> _Work to complete_
Look over the data below and give the number of lines containing the word "backend", with no other words.
BEGIN Data
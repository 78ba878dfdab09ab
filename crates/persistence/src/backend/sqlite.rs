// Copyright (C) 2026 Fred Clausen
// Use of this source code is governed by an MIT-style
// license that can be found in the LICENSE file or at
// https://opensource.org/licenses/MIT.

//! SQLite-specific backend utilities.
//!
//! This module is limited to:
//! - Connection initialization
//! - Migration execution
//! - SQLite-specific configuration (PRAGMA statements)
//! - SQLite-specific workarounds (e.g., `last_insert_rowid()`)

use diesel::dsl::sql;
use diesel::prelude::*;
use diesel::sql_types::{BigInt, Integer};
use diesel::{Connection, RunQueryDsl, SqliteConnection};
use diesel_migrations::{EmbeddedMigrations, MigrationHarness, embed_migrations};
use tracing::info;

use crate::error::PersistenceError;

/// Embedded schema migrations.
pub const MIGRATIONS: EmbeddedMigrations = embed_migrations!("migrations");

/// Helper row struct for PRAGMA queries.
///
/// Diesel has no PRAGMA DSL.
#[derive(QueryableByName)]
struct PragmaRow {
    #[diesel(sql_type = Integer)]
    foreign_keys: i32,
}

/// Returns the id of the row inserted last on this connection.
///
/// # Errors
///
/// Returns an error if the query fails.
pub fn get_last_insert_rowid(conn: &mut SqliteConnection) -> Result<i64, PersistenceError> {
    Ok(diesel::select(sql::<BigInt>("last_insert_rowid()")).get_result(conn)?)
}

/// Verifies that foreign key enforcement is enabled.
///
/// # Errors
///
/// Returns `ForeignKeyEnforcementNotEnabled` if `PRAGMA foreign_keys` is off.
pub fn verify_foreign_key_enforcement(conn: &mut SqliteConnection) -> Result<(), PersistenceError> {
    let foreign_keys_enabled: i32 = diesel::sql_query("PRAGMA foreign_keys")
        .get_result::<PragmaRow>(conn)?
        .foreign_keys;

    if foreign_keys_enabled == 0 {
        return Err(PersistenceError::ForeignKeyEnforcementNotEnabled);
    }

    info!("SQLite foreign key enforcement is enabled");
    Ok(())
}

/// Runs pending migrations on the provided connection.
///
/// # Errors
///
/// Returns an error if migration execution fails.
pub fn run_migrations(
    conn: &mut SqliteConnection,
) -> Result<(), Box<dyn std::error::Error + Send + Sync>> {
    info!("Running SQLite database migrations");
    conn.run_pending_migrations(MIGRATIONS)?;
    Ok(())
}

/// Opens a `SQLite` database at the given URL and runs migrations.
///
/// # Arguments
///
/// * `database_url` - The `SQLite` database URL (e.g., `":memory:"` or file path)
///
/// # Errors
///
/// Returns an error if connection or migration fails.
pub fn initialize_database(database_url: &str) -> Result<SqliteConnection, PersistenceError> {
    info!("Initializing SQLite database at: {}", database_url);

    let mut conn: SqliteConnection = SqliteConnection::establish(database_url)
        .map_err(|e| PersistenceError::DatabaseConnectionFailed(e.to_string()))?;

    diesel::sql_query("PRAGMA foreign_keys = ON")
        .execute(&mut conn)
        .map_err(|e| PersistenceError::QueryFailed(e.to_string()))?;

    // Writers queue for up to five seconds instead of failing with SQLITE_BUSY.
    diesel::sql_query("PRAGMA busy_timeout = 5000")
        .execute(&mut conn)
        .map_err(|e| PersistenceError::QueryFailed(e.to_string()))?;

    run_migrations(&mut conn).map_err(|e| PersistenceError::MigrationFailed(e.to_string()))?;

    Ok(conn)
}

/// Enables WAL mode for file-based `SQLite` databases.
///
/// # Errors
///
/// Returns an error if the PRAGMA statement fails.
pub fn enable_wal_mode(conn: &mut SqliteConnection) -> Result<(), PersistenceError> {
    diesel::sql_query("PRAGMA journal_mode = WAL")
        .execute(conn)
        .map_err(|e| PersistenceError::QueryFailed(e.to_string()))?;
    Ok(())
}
END Data
BEGIN Data
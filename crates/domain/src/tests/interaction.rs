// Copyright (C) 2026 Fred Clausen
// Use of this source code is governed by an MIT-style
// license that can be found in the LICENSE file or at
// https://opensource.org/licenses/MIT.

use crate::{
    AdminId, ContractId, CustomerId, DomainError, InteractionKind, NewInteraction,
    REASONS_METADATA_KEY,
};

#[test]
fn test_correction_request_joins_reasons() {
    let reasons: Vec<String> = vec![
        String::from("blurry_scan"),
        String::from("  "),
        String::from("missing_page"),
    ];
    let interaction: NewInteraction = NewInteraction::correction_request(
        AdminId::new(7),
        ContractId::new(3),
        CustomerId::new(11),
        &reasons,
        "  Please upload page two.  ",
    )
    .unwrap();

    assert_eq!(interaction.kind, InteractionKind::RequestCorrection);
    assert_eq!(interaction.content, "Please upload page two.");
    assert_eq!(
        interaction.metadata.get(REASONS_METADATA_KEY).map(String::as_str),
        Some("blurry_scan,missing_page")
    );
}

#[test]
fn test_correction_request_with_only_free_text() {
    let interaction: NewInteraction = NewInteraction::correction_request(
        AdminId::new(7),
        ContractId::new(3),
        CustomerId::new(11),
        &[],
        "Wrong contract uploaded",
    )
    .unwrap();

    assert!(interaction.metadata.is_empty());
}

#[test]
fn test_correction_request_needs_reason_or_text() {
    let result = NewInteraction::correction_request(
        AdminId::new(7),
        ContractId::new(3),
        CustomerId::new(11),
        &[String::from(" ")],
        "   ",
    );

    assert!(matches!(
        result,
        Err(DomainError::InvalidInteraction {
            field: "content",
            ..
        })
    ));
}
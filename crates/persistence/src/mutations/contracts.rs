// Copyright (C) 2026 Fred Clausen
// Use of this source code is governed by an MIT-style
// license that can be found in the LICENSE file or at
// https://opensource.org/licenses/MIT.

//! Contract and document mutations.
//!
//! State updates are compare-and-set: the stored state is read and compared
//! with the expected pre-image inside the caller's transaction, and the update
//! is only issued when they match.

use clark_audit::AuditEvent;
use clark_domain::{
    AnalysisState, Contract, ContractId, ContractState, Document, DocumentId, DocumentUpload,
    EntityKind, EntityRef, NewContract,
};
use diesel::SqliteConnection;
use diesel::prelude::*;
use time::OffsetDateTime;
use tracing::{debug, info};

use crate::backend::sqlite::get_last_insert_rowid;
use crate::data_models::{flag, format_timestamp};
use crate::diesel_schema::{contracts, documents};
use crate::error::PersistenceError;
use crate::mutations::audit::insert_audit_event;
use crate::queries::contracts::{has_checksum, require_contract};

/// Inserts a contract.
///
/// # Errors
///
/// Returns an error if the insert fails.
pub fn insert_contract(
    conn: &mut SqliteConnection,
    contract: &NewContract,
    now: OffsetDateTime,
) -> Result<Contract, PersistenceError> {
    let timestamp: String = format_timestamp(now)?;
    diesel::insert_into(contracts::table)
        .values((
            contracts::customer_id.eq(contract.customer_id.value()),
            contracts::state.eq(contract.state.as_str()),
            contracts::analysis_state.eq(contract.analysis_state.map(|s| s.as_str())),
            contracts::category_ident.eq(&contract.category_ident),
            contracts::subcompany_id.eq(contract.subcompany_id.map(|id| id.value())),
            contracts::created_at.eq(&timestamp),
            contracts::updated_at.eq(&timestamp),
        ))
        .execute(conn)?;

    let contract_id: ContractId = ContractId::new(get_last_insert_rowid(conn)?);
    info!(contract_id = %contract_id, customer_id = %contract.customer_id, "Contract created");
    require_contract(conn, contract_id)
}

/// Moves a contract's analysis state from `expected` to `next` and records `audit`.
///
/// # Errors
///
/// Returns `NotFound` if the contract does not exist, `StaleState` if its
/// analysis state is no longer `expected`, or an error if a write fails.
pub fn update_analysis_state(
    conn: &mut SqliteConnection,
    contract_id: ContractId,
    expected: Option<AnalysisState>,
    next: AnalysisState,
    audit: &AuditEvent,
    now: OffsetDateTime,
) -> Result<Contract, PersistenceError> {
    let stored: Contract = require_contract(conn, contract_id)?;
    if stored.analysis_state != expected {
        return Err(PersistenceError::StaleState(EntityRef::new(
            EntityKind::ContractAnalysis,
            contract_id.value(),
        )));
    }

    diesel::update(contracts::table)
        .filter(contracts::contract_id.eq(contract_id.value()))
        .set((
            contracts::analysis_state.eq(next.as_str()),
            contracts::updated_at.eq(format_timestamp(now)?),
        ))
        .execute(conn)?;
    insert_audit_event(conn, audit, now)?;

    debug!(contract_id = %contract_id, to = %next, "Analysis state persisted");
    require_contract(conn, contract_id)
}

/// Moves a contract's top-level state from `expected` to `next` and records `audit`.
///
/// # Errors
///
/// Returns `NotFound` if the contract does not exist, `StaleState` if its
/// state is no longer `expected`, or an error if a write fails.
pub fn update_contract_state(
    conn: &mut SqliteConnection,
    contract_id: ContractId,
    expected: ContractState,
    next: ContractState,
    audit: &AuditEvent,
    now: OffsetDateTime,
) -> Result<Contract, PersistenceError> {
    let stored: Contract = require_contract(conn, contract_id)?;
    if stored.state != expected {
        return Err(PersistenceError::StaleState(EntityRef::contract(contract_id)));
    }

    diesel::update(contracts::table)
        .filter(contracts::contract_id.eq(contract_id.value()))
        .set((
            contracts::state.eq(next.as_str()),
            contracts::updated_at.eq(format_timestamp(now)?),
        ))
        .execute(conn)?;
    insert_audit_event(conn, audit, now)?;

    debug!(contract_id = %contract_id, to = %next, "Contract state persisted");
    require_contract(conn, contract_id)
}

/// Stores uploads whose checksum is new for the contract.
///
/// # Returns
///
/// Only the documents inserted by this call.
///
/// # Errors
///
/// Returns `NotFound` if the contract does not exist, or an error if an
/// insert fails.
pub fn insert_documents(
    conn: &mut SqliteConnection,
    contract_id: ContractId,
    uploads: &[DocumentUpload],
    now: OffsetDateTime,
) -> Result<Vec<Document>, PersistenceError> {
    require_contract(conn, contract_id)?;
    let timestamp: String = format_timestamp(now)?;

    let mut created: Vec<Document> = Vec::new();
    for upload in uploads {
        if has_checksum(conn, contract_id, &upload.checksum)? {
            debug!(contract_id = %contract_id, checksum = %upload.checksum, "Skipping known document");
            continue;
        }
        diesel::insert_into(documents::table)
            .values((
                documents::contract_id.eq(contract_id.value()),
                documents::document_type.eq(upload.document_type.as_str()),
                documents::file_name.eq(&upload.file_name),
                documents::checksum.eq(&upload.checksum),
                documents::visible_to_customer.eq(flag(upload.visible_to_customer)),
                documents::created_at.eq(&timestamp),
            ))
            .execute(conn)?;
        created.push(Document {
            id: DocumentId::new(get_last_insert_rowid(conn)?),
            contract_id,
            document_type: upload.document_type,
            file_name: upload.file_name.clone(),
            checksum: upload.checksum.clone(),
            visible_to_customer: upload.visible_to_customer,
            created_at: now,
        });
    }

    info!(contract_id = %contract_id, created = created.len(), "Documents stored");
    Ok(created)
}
END Data
> _Answer to this task_
3